Ceux qui n’adhèrent pas aux forces médiumniques y voient les traces d’une naïveté. Dans sa conversation, Chaïbia évoque sa vie paysanne à Chtouka près de Moulay Bouchaïb, son mariage à 13 ans, son veuvage à 15 ans et l’unique enfant qu’elle a eu : Houssein, également peintre. Il est vrai que la conversation de Chaïbia, truffée d’anecdotes, ne permet pas de se faire une idée juste de son travail. Il est vrai aussi que cette conversation distraie de l’œuvre. Le personnage de Chaïbia fait de l’ombre à l’œuvre. Il s’interpose comme un écran qui empêche le regard du spectateur de se perdre dans les immenses étendues du travail. Il faut déchirer cet écran pour regarder l’œuvre ! Une œuvre qui étonne d’abord par sa fraîcheur. La ligne est marquée comme par un épais stylo de feutre. Elle creuse des sillons si profonds que l’image en acquièrt des reliefs à certains endroits. Qu’on regarde de biais un tableau de Chaïbia : sa surface donne l’impression de ne pas être parfaitement plane. Certaines lignes bondissent littéralement de l’œuvre.

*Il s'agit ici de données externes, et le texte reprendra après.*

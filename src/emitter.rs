use std::collections::btree_map::Entry;
use std::collections::{BTreeMap, HashSet};
use std::fs::{self, File};
use std::io;
use std::io::{BufWriter, Write};

use camino::{Utf8Path, Utf8PathBuf};
use tracing::info;

use crate::error::EtlError;
use crate::fhir::{Resource, ResourceType};
use crate::validate::SchemaValidator;

pub struct MultiplexedEmitter<V: SchemaValidator> {
    output_dir: Utf8PathBuf,
    validator: V,
    streams: BTreeMap<ResourceType, BufWriter<File>>,
    emitted: HashSet<(ResourceType, String)>,
    written: BTreeMap<ResourceType, usize>,
    suppressed: usize,
}

impl<V: SchemaValidator> MultiplexedEmitter<V> {
    pub fn new(output_dir: impl Into<Utf8PathBuf>, validator: V) -> Self {
        Self {
            output_dir: output_dir.into(),
            validator,
            streams: BTreeMap::new(),
            emitted: HashSet::new(),
            written: BTreeMap::new(),
            suppressed: 0,
        }
    }

    pub fn output_dir(&self) -> &Utf8Path {
        &self.output_dir
    }

    pub fn path_for(&self, resource_type: ResourceType) -> Utf8PathBuf {
        self.output_dir.join(resource_type.file_name())
    }

    pub fn clear_outputs(&self) -> Result<(), EtlError> {
        for resource_type in ResourceType::ALL {
            let path = self.path_for(resource_type);
            match fs::remove_file(path.as_std_path()) {
                Ok(()) => info!(path = %path, "removed previous output"),
                Err(err) if err.kind() == io::ErrorKind::NotFound => {}
                Err(err) => {
                    return Err(EtlError::Filesystem(format!("remove {path}: {err}")));
                }
            }
        }
        Ok(())
    }

    pub fn emit(&mut self, resource: &Resource) -> Result<bool, EtlError> {
        let resource_type = resource.resource_type();
        let key = (resource_type, resource.id());
        if self.emitted.contains(&key) {
            self.suppressed += 1;
            return Ok(false);
        }

        let record = self
            .validator
            .validate(resource_type, resource.to_record()?)
            .map_err(|message| EtlError::SchemaValidation {
                resource_type: resource_type.to_string(),
                id: resource.id(),
                message,
            })?;

        let path = self.path_for(resource_type);
        let writer = match self.streams.entry(resource_type) {
            Entry::Occupied(entry) => entry.into_mut(),
            Entry::Vacant(entry) => {
                let file = File::create(path.as_std_path())
                    .map_err(|err| EtlError::Filesystem(format!("create {path}: {err}")))?;
                info!(path = %path, "opened output stream");
                entry.insert(BufWriter::new(file))
            }
        };
        serde_json::to_writer(&mut *writer, &record)
            .map_err(|err| EtlError::Filesystem(format!("write {path}: {err}")))?;
        writer
            .write_all(b"\n")
            .map_err(|err| EtlError::Filesystem(format!("write {path}: {err}")))?;

        self.emitted.insert(key);
        *self.written.entry(resource_type).or_default() += 1;
        Ok(true)
    }

    pub fn close_all(&mut self) -> Result<(), EtlError> {
        let mut first_error = None;
        while let Some((resource_type, mut writer)) = self.streams.pop_first() {
            if let Err(err) = writer.flush() {
                first_error.get_or_insert_with(|| {
                    EtlError::Filesystem(format!("flush {}: {err}", resource_type.file_name()))
                });
            }
        }
        match first_error {
            Some(err) => Err(err),
            None => Ok(()),
        }
    }

    pub fn written(&self) -> &BTreeMap<ResourceType, usize> {
        &self.written
    }

    pub fn suppressed(&self) -> usize {
        self.suppressed
    }

    pub fn has_emitted(&self, resource_type: ResourceType, id: &str) -> bool {
        self.emitted.contains(&(resource_type, id.to_string()))
    }
}

impl<V: SchemaValidator> Drop for MultiplexedEmitter<V> {
    fn drop(&mut self) {
        let _ = self.close_all();
    }
}
use serde_json::{Map, Value};

use crate::fhir::ResourceType;

pub trait SchemaValidator {
    fn validate(&self, resource_type: ResourceType, record: Value) -> Result<Value, String>;
}

impl<T: SchemaValidator + ?Sized> SchemaValidator for &T {
    fn validate(&self, resource_type: ResourceType, record: Value) -> Result<Value, String> {
        (**self).validate(resource_type, record)
    }
}

impl<T: SchemaValidator + ?Sized> SchemaValidator for Box<T> {
    fn validate(&self, resource_type: ResourceType, record: Value) -> Result<Value, String> {
        (**self).validate(resource_type, record)
    }
}

#[derive(Debug, Clone, Copy, Default)]
pub struct PassThrough;

impl SchemaValidator for PassThrough {
    fn validate(&self, _resource_type: ResourceType, record: Value) -> Result<Value, String> {
        Ok(record)
    }
}

#[derive(Debug, Clone, Copy, Default)]
pub struct ConventionValidator;

impl SchemaValidator for ConventionValidator {
    fn validate(&self, resource_type: ResourceType, record: Value) -> Result<Value, String> {
        let Value::Object(object) = &record else {
            return Err("record is not a JSON object".to_string());
        };
        match object.get("resourceType").and_then(Value::as_str) {
            Some(kind) if kind == resource_type.as_str() => {}
            Some(kind) => return Err(format!("resourceType {kind} does not match {resource_type}")),
            None => return Err("missing resourceType".to_string()),
        }
        if !object
            .get("id")
            .and_then(Value::as_str)
            .is_some_and(|id| !id.is_empty())
        {
            return Err("missing id".to_string());
        }
        check_object(object, "")?;
        Ok(record)
    }
}

fn check_value(value: &Value, path: &str) -> Result<(), String> {
    match value {
        Value::Object(object) => check_object(object, path),
        Value::Array(items) => items
            .iter()
            .enumerate()
            .try_for_each(|(index, item)| check_value(item, &format!("{path}[{index}]"))),
        _ => Ok(()),
    }
}

fn check_object(object: &Map<String, Value>, path: &str) -> Result<(), String> {
    for (key, value) in object {
        let child = if path.is_empty() {
            key.clone()
        } else {
            format!("{path}.{key}")
        };
        match key.as_str() {
            "coding" => {
                for (index, coding) in as_list(value).iter().enumerate() {
                    require(coding, &["system", "code", "display"], &format!("{child}[{index}]"))?;
                }
            }
            "identifier" => {
                for (index, identifier) in as_list(value).iter().enumerate() {
                    require(identifier, &["system", "value"], &format!("{child}[{index}]"))?;
                }
            }
            "reference" => {
                let well_formed = value
                    .as_str()
                    .and_then(|reference| reference.split_once('/'))
                    .is_some_and(|(kind, id)| !kind.is_empty() && !id.is_empty());
                if !well_formed {
                    return Err(format!("{child} is not a Type/id reference: {value}"));
                }
            }
            _ => {}
        }
        check_value(value, &child)?;
    }
    Ok(())
}

fn as_list(value: &Value) -> Vec<&Value> {
    match value {
        Value::Array(items) => items.iter().collect(),
        other => vec![other],
    }
}

fn require(value: &Value, fields: &[&str], path: &str) -> Result<(), String> {
    for field in fields {
        let present = value
            .get(field)
            .is_some_and(|inner| !inner.is_null() && inner.as_str() != Some(""));
        if !present {
            return Err(format!("{path} is missing {field}"));
        }
    }
    Ok(())
}

#[cfg(test)]
mod tests {
    use serde_json::json;

    use super::*;

    #[test]
    fn accepts_complete_record() {
        let record = json!({
            "resourceType": "Substance",
            "id": "abc",
            "code": {"coding": [{"system": "s", "code": "c", "display": "d"}]},
            "identifier": [{"system": "s", "value": "v"}],
            "subject": {"reference": "Patient/1"},
        });
        assert!(ConventionValidator
            .validate(ResourceType::Substance, record)
            .is_ok());
    }

    #[test]
    fn rejects_coding_without_display() {
        let record = json!({
            "resourceType": "Substance",
            "id": "abc",
            "category": [{"coding": [{"system": "s", "code": "c"}]}],
        });
        let err = ConventionValidator
            .validate(ResourceType::Substance, record)
            .unwrap_err();
        assert!(err.contains("category[0].coding[0] is missing display"), "{err}");
    }

    #[test]
    fn rejects_wrong_type_and_bad_reference() {
        let record = json!({"resourceType": "Patient", "id": "abc"});
        assert!(ConventionValidator
            .validate(ResourceType::Substance, record)
            .is_err());

        let record = json!({
            "resourceType": "Specimen",
            "id": "abc",
            "processing": [{"additive": [{"reference": "dangling"}]}],
        });
        assert!(ConventionValidator
            .validate(ResourceType::Specimen, record)
            .is_err());
    }
}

Elles tracent le monde de Chaïbia avec une fraîcheur très colorée. Avec des couleurs vives, Chaïbia fait et défait le monde. Si l’on cherche absolument à coiffer son art d’une étiquette, il est à la fois naïf et expressionniste, sans vraiment s’apparenter ni à l’une ou l’autre forme d’expression. Alors que les artistes, dits naïfs, aiment représenter de multiples détails de leur décor quotidien, Chaïbia accentue généralement son traitement sur un seul personnage, un seul motif. Par ce traitement qui imprime l’âme profonde des personnages sur leurs visages, Chaïbia a saisi le faire des expressionnistes. Mais il serait naïf toutefois de dire qu’il existe seulement de l’art naïf et de l’expressionnisme dans Chaïbia.

Les très fougueux membres du groupe Cobra, fort de peintres comme Alechinsky et Asger Jorn, l’ont reconnue comme l’une des leurs. Mais pour voir toutes les merveilles qui enchantent dans la peinture de Chaïbia, il faut faire une table rase du fatras folklorique qu’on sert comme un couscous convenu avec ses tableaux.